# [Work to complete]
All entries below are to be set down again, identical to the source.

# [Source data]
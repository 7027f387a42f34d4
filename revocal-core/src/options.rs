//! Presentation options recognized by the widget.
//!
//! Every field has the default the widget ships with, so an empty table
//! deserializes into a usable configuration.

use std::collections::HashMap;
use std::time::Duration;

use chrono::Weekday;
use serde::{Deserialize, Serialize};

use crate::format::DEFAULT_DETAIL_DATE_FORMAT;
use crate::labels::{DEFAULT_LANG, LabelSet, Languages};
use crate::panel::PanelPolicy;
use crate::zone::Zone;
use crate::error::CalendarResult;

#[derive(Debug, Clone, PartialEq, Serialize, Deserialize)]
#[serde(default)]
pub struct CalendarOptions {
    pub lang: String,
    pub highlight_today: bool,

    pub primary_color: String,
    pub secondary_color: String,
    pub today_color: String,
    pub text_color: String,
    pub indicator_color: String,

    /// Panel animation duration in milliseconds
    pub animation_speed: u64,
    pub sidebar_width: u32,
    pub detail_width: u32,

    pub show_detail_toggler: bool,
    pub detail_default: bool,
    pub show_sidebar_toggler: bool,
    pub sidebar_default: bool,
    pub one_panel_at_a_time: bool,
    pub open_details_on_date_selection: bool,

    pub allow_delete_event: bool,
    pub allow_add_event: bool,

    pub time_format_24: bool,
    pub show_all_day_label: bool,
    pub detail_date_format: String,

    /// Initial selection as `YYYY-MM-DD`; today when absent or invalid
    #[serde(skip_serializing_if = "Option::is_none")]
    pub date: Option<String>,
    pub week_start: Weekday,
    /// IANA timezone name; the system zone when absent
    #[serde(skip_serializing_if = "Option::is_none")]
    pub timezone: Option<String>,

    /// Event indicators shown per day cell
    pub event_grid_rows: u32,
    pub event_grid_cols: u32,

    #[serde(skip_serializing_if = "HashMap::is_empty")]
    pub languages: HashMap<String, LabelSet>,
}

impl Default for CalendarOptions {
    fn default() -> Self {
        CalendarOptions {
            lang: DEFAULT_LANG.to_string(),
            highlight_today: true,
            primary_color: "#4F6995".into(),
            secondary_color: "#c4dce9".into(),
            today_color: "#3B3966".into(),
            text_color: "#333333".into(),
            indicator_color: "orange".into(),
            animation_speed: 300,
            sidebar_width: 180,
            detail_width: 280,
            show_detail_toggler: true,
            detail_default: true,
            show_sidebar_toggler: true,
            sidebar_default: true,
            one_panel_at_a_time: false,
            open_details_on_date_selection: true,
            allow_delete_event: false,
            allow_add_event: false,
            time_format_24: true,
            show_all_day_label: false,
            detail_date_format: DEFAULT_DETAIL_DATE_FORMAT.into(),
            date: None,
            week_start: Weekday::Sun,
            timezone: None,
            event_grid_rows: 2,
            event_grid_cols: 3,
            languages: HashMap::new(),
        }
    }
}

impl CalendarOptions {
    pub fn panel_policy(&self) -> PanelPolicy {
        PanelPolicy {
            one_panel_at_a_time: self.one_panel_at_a_time,
            open_details_on_date_selection: self.open_details_on_date_selection,
            animation_speed: Duration::from_millis(self.animation_speed),
        }
    }

    pub fn zone(&self) -> CalendarResult<Zone> {
        match &self.timezone {
            Some(name) => name.parse(),
            None => Ok(Zone::Local),
        }
    }

    pub fn languages(&self) -> Languages {
        Languages::with_extra(&self.languages)
    }

    /// Maximum number of event indicators in one day cell.
    pub fn indicators_per_day(&self) -> usize {
        (self.event_grid_rows as usize).saturating_mul(self.event_grid_cols as usize)
    }
}

#[cfg(test)]
mod tests {
    use super::*;

    #[test]
    fn test_empty_table_uses_widget_defaults() {
        let options: CalendarOptions = toml::from_str("").unwrap();
        assert_eq!(options, CalendarOptions::default());
        assert_eq!(options.indicators_per_day(), 6);
    }

    #[test]
    fn test_partial_table_overrides() {
        let options: CalendarOptions = toml::from_str(
            r#"
lang = "pt"
sidebar_width = 200
week_start = "monday"
timezone = "Europe/Lisbon"
"#,
        )
        .unwrap();

        assert_eq!(options.lang, "pt");
        assert_eq!(options.sidebar_width, 200);
        assert_eq!(options.week_start, Weekday::Mon);
        assert_eq!(options.zone().unwrap(), Zone::Named(chrono_tz::Europe::Lisbon));
        assert_eq!(options.detail_width, 280);
    }

    #[test]
    fn test_panel_policy() {
        let options = CalendarOptions {
            animation_speed: 150,
            one_panel_at_a_time: true,
            ..CalendarOptions::default()
        };
        let policy = options.panel_policy();
        assert_eq!(policy.animation_speed, Duration::from_millis(150));
        assert!(policy.one_panel_at_a_time);
        assert!(policy.open_details_on_date_selection);
    }
}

# [Task solution]
repository 7027f387a42f34d4
filename revocal-core/src/options.rs
//! Presentation options recognized by the widget.
//!
//! Every field has the default the widget ships with, so an empty table
//! deserializes into a usable configuration.

use std::collections::HashMap;
use std::time::Duration;

use chrono::Weekday;
use serde::{Deserialize, Serialize};

use crate::format::DEFAULT_DETAIL_DATE_FORMAT;
use crate::labels::{DEFAULT_LANG, LabelSet, Languages};
use crate::panel::PanelPolicy;
use crate::zone::Zone;
use crate::error::CalendarResult;

#[derive(Debug, Clone, PartialEq, Serialize, Deserialize)]
#[serde(default)]
pub struct CalendarOptions {
    pub lang: String,
    pub highlight_today: bool,

    pub primary_color: String,
    pub secondary_color: String,
    pub today_color: String,
    pub text_color: String,
    pub indicator_color: String,

    /// Panel animation duration in milliseconds
    pub animation_speed: u64,
    pub sidebar_width: u32,
    pub detail_width: u32,

    pub show_detail_toggler: bool,
    pub detail_default: bool,
    pub show_sidebar_toggler: bool,
    pub sidebar_default: bool,
    pub one_panel_at_a_time: bool,
    pub open_details_on_date_selection: bool,

    pub allow_delete_event: bool,
    pub allow_add_event: bool,

    pub time_format_24: bool,
    pub show_all_day_label: bool,
    pub detail_date_format: String,

    /// Initial selection as `YYYY-MM-DD`; today when absent or invalid
    #[serde(skip_serializing_if = "Option::is_none")]
    pub date: Option<String>,
    pub week_start: Weekday,
    /// IANA timezone name; the system zone when absent
    #[serde(skip_serializing_if = "Option::is_none")]
    pub timezone: Option<String>,

    /// Event indicators shown per day cell
    pub event_grid_rows: u32,
    pub event_grid_cols: u32,

    #[serde(skip_serializing_if = "HashMap::is_empty")]
    pub languages: HashMap<String, LabelSet>,
}

impl Default for CalendarOptions {
    fn default() -> Self {
        CalendarOptions {
            lang: DEFAULT_LANG.to_string(),
            highlight_today: true,
            primary_color: "#4F6995".into(),
            secondary_color: "#c4dce9".into(),
            today_color: "#3B3966".into(),
            text_color: "#333333".into(),
            indicator_color: "orange".into(),
            animation_speed: 300,
            sidebar_width: 180,
            detail_width: 280,
            show_detail_toggler: true,
            detail_default: true,
            show_sidebar_toggler: true,
            sidebar_default: true,
            one_panel_at_a_time: false,
            open_details_on_date_selection: true,
            allow_delete_event: false,
            allow_add_event: false,
            time_format_24: true,
            show_all_day_label: false,
            detail_date_format: DEFAULT_DETAIL_DATE_FORMAT.into(),
            date: None,
            week_start: Weekday::Sun,
            timezone: None,
            event_grid_rows: 2,
            event_grid_cols: 3,
            languages: HashMap::new(),
        }
    }
}

impl CalendarOptions {
    pub fn panel_policy(&self) -> PanelPolicy {
        PanelPolicy {
            one_panel_at_a_time: self.one_panel_at_a_time,
            open_details_on_date_selection: self.open_details_on_date_selection,
            animation_speed: Duration::from_millis(self.animation_speed),
        }
    }

    pub fn zone(&self) -> CalendarResult<Zone> {
        match &self.timezone {
            Some(name) => name.parse(),
            None => Ok(Zone::Local),
        }
    }

    pub fn languages(&self) -> Languages {
        Languages::with_extra(&self.languages)
    }

    /// Maximum number of event indicators in one day cell.
    pub fn indicators_per_day(&self) -> usize {
        (self.event_grid_rows as usize).saturating_mul(self.event_grid_cols as usize)
    }
}

#[cfg(test)]
mod tests {
    use super::*;

    #[test]
    fn test_empty_table_uses_widget_defaults() {
        let options: CalendarOptions = toml::from_str("").unwrap();
        assert_eq!(options, CalendarOptions::default());
        assert_eq!(options.indicators_per_day(), 6);
    }

    #[test]
    fn test_partial_table_overrides() {
        let options: CalendarOptions = toml::from_str(
            r#"
lang = "pt"
sidebar_width = 200
week_start = "monday"
timezone = "Europe/Lisbon"
"#,
        )
        .unwrap();

        assert_eq!(options.lang, "pt");
        assert_eq!(options.sidebar_width, 200);
        assert_eq!(options.week_start, Weekday::Mon);
        assert_eq!(options.zone().unwrap(), Zone::Named(chrono_tz::Europe::Lisbon));
        assert_eq!(options.detail_width, 280);
    }

    #[test]
    fn test_panel_policy() {
        let options = CalendarOptions {
            animation_speed: 150,
            one_panel_at_a_time: true,
            ..CalendarOptions::default()
        };
        let policy = options.panel_policy();
        assert_eq!(policy.animation_speed, Duration::from_millis(150));
        assert!(policy.one_panel_at_a_time);
        assert!(policy.open_details_on_date_selection);
    }
}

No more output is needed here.